- _WHAT THIS TASK INVOLVES_:
Below are entries. Pull out all lines containing "enum".
::::::::::
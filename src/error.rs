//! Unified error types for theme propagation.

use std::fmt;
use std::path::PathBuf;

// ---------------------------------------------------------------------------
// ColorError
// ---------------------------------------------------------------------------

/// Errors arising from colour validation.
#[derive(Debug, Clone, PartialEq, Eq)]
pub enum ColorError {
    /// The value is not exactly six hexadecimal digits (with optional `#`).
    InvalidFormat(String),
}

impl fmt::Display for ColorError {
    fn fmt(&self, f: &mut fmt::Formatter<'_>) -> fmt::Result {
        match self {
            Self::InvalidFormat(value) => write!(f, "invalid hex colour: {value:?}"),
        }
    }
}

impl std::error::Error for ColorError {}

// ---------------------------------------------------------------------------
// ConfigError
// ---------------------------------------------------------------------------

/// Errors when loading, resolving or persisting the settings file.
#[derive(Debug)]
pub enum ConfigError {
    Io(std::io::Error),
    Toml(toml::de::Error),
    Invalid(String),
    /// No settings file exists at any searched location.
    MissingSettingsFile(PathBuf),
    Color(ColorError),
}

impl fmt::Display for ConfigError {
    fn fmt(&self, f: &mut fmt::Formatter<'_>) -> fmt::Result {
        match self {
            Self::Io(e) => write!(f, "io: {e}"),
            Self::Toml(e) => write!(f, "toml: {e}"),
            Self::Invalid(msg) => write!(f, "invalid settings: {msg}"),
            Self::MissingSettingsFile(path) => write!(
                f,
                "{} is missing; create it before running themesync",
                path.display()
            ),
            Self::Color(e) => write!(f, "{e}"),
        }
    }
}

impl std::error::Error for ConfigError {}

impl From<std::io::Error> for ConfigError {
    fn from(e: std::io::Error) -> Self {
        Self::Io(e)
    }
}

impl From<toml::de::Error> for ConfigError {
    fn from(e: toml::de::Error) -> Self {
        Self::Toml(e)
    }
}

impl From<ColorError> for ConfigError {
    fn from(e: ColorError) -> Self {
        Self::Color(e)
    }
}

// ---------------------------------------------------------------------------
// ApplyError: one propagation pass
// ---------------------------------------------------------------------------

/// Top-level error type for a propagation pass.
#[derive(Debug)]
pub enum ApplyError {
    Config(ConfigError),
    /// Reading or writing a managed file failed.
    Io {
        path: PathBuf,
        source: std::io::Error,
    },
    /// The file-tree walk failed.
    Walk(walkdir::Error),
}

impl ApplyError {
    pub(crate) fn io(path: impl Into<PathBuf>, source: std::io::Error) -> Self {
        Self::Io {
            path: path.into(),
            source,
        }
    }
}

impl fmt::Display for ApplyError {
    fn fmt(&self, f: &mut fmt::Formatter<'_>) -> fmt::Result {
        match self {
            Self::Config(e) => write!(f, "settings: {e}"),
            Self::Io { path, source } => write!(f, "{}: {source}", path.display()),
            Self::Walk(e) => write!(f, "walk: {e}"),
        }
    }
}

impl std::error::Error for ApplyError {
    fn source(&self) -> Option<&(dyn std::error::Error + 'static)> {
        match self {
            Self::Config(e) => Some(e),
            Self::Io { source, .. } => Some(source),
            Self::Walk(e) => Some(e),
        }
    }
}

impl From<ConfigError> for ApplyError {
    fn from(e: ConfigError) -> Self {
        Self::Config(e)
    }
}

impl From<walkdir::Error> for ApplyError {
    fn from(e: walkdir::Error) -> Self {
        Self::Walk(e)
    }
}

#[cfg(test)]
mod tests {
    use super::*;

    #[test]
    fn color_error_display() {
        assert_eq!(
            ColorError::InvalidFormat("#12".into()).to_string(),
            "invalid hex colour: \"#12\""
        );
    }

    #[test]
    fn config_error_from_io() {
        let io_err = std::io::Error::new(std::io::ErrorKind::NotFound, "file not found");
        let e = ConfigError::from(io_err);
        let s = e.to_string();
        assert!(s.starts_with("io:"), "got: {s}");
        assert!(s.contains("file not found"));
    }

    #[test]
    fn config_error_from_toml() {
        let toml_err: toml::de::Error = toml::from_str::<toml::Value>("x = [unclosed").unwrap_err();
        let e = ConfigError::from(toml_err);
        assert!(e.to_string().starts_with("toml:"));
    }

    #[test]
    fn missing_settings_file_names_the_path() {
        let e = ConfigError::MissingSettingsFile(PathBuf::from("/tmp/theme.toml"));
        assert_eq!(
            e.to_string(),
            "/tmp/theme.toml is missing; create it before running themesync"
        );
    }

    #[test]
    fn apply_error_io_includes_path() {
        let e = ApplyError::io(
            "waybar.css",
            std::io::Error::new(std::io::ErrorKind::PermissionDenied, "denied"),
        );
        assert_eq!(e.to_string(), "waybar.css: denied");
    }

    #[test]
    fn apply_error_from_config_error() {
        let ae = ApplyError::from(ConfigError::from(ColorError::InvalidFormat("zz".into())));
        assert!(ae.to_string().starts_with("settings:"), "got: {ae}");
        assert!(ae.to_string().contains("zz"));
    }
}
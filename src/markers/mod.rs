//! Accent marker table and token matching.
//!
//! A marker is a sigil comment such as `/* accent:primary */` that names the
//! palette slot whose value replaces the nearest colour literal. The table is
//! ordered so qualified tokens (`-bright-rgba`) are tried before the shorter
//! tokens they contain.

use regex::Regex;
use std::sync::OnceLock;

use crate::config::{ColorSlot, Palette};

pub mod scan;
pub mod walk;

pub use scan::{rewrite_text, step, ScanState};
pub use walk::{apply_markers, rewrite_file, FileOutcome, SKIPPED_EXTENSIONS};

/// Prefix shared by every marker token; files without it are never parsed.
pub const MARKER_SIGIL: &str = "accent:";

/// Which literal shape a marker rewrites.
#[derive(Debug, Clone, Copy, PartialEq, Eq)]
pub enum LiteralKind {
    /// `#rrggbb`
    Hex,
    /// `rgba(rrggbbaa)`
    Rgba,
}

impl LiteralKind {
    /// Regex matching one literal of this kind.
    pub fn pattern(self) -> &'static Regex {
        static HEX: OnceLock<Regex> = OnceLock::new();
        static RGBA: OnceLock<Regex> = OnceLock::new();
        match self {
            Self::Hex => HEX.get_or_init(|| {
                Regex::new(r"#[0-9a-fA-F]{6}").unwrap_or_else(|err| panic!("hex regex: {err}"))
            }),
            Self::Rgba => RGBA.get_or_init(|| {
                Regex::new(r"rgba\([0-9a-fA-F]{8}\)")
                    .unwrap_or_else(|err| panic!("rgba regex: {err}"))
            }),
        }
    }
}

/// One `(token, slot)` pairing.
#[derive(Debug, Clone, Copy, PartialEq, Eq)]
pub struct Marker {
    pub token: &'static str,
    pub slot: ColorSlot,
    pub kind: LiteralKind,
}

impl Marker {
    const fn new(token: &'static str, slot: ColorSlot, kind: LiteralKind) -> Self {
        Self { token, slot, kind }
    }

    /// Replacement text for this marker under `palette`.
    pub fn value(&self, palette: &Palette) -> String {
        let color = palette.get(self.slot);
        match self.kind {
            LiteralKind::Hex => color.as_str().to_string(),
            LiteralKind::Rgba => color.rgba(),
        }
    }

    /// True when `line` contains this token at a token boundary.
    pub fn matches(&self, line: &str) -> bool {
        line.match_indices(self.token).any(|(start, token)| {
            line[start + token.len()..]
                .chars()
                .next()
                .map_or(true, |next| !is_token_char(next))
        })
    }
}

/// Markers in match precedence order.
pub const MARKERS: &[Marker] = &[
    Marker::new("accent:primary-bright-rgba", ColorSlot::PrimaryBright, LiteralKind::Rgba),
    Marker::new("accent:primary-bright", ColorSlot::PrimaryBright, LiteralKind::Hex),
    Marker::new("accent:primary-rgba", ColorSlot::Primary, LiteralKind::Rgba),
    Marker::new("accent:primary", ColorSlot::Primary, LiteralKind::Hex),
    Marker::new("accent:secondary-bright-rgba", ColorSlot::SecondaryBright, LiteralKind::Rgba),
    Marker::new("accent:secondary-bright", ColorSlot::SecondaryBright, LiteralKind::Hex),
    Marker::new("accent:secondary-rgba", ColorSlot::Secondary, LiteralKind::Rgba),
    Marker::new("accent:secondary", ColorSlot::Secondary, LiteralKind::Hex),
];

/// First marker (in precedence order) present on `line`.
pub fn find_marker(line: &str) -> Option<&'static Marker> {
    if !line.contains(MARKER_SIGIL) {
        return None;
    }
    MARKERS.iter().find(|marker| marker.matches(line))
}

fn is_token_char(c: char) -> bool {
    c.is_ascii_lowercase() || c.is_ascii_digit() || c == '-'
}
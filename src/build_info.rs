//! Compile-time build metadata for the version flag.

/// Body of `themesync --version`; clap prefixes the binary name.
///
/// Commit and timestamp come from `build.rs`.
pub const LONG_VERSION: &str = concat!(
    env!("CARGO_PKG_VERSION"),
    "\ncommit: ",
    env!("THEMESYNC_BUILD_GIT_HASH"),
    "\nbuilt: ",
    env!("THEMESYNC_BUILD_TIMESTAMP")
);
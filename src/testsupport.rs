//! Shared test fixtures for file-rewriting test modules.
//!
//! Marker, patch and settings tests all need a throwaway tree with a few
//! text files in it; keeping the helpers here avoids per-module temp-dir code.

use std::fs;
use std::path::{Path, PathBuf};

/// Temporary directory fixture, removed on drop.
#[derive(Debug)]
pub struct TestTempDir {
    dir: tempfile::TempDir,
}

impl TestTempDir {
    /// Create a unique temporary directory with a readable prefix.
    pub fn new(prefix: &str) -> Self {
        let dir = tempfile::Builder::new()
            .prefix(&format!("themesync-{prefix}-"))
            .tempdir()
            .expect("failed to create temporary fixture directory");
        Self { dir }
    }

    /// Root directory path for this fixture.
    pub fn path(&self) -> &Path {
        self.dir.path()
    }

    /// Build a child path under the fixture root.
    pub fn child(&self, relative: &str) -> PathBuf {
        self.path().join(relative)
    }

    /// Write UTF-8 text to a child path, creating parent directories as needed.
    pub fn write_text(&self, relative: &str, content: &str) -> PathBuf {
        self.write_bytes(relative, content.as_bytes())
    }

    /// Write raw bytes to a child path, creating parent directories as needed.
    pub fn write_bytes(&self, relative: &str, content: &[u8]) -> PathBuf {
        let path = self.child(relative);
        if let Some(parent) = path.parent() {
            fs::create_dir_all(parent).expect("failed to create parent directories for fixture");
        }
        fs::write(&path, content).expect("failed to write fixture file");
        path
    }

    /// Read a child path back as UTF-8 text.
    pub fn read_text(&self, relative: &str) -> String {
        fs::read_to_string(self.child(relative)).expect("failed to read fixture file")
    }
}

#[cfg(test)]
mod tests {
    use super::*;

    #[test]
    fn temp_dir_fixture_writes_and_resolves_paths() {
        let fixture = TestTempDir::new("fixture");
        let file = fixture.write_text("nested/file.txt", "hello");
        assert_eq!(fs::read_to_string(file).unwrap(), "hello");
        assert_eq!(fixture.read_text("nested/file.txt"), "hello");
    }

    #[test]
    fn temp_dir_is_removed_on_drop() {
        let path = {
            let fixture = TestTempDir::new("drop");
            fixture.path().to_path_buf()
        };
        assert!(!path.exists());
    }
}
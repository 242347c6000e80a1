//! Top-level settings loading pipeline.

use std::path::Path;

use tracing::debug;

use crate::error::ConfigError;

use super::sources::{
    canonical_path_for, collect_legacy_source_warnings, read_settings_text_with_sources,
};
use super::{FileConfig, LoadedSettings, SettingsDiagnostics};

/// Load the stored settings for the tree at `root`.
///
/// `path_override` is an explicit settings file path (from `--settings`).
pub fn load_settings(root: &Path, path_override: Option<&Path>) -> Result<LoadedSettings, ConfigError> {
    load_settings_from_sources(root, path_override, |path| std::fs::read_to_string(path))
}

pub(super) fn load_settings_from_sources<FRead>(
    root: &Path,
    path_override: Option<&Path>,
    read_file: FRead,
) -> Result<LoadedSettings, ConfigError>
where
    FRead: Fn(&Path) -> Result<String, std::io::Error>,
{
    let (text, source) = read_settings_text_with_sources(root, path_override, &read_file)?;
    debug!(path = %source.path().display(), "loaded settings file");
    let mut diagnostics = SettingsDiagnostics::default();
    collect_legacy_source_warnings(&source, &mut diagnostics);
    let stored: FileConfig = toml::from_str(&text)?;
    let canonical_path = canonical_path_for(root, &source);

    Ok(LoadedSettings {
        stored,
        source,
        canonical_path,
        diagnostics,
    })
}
::::::::::
- _YOUR RESPONSE_:
pub enum ColorError {
pub enum ConfigError {
pub enum ApplyError {
pub enum LiteralKind {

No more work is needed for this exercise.